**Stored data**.
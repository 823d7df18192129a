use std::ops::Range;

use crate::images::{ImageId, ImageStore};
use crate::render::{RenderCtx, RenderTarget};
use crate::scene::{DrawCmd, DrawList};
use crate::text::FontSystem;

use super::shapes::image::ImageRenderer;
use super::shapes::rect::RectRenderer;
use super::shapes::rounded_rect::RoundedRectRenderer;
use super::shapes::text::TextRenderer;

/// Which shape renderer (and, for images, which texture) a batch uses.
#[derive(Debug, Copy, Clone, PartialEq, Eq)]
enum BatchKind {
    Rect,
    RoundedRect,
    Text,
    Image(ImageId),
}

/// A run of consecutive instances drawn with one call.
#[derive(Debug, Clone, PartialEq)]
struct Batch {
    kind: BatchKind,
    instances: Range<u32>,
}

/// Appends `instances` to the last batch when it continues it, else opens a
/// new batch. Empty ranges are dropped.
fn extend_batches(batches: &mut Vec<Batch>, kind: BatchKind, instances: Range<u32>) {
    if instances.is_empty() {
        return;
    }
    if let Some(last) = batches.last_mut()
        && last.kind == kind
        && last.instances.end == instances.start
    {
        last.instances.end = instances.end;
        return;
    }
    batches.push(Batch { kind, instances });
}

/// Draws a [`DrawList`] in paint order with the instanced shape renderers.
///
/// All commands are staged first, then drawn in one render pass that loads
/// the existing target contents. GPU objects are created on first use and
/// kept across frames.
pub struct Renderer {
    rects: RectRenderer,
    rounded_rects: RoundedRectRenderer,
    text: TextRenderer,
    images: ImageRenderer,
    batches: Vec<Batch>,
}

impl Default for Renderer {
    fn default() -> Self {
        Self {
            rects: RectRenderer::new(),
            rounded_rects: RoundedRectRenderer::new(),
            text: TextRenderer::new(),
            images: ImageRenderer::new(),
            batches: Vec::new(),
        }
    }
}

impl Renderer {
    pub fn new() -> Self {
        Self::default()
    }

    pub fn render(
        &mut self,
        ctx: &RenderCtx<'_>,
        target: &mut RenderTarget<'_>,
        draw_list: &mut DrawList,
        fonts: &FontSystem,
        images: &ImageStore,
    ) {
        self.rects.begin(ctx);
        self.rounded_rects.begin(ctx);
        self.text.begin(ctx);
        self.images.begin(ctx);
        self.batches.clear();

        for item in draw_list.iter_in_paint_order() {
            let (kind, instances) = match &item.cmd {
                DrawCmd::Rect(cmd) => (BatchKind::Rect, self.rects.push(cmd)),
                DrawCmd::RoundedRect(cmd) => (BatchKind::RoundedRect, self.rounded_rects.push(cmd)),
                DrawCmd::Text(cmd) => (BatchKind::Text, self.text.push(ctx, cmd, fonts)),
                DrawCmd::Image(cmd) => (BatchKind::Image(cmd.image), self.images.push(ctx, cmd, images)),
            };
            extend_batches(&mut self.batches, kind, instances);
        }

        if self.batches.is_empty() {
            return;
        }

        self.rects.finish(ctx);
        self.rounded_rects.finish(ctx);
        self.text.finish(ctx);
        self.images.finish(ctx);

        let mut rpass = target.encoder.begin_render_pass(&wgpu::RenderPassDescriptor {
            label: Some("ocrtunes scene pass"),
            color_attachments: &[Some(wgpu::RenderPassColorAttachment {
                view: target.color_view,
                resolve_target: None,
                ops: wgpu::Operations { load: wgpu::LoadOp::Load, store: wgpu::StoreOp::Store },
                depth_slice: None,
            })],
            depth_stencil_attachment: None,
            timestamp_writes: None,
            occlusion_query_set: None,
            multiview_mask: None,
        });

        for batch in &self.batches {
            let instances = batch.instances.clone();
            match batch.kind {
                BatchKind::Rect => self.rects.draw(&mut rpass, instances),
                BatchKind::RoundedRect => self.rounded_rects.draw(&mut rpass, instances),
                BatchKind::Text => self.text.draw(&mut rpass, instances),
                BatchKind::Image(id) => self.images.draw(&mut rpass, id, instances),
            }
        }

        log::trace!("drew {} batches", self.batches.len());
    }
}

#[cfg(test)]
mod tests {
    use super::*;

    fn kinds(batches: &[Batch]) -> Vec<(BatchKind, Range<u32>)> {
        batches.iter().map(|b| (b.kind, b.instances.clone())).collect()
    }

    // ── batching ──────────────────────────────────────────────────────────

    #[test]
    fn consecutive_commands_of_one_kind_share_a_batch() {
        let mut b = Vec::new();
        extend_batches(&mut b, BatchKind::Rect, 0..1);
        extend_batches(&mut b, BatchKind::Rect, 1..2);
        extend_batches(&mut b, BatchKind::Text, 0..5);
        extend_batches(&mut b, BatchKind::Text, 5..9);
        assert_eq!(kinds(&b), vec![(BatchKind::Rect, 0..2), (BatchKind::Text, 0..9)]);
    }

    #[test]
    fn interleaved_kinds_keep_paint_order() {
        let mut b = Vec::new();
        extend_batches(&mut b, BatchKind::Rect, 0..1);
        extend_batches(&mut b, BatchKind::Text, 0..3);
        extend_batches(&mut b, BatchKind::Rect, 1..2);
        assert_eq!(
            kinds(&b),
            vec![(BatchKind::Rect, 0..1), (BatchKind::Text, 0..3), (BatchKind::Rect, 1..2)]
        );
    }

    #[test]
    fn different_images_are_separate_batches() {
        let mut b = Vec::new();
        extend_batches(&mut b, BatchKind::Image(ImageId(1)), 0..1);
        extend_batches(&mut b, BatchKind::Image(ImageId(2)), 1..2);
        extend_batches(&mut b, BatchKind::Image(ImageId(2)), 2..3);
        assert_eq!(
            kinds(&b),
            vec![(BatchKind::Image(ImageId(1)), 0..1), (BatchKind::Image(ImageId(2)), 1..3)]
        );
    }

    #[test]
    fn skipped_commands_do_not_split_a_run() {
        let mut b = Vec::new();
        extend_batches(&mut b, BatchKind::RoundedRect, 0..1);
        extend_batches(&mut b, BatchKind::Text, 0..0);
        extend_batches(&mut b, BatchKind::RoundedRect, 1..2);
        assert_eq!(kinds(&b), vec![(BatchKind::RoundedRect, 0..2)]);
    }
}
---
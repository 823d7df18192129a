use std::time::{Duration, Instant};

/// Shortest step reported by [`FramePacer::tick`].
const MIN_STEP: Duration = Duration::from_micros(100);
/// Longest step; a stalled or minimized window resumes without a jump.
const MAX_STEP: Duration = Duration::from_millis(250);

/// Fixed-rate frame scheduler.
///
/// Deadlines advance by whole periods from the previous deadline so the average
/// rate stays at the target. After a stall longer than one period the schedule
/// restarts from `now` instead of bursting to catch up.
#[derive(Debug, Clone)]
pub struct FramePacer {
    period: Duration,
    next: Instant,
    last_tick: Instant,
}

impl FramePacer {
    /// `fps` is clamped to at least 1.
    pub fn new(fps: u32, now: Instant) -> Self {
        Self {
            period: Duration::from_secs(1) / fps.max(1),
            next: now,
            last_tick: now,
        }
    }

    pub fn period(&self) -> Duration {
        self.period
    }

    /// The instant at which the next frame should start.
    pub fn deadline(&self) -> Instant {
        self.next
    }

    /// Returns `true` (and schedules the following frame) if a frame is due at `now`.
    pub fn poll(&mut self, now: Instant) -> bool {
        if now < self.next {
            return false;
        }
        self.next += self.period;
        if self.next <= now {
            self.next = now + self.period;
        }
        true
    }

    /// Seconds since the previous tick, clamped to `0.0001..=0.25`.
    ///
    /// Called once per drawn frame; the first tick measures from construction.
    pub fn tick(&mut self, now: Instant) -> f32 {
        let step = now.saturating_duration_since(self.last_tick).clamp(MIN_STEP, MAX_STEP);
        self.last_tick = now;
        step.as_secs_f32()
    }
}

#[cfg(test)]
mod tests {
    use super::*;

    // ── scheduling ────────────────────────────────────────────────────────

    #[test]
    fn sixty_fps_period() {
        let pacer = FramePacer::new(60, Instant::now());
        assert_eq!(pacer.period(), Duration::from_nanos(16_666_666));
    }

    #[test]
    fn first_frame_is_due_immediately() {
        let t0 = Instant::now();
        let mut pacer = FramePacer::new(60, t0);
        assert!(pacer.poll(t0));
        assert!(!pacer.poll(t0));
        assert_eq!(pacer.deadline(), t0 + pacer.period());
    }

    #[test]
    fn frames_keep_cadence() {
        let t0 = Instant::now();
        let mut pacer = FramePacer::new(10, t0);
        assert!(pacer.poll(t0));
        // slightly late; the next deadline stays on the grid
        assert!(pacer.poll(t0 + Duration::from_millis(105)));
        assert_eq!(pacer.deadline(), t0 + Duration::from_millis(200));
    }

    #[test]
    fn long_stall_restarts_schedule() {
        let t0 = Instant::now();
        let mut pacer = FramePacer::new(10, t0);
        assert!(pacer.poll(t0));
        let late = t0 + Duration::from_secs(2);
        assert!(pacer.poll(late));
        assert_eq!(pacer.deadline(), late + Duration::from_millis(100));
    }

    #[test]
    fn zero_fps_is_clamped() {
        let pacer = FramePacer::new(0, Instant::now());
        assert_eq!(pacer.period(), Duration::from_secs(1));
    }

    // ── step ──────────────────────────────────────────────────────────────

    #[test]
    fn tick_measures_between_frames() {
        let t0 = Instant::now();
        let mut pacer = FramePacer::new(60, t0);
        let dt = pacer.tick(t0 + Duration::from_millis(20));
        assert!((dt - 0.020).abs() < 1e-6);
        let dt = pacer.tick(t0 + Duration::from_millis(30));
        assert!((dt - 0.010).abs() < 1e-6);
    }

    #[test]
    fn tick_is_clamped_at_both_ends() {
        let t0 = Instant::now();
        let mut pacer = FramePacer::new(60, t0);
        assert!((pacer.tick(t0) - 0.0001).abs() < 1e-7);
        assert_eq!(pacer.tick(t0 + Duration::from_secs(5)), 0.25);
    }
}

**Problem to solve**. Once you have checked the entries above, say how many lines include the word "match", and nothing beyond the number.

**Answer area**. 2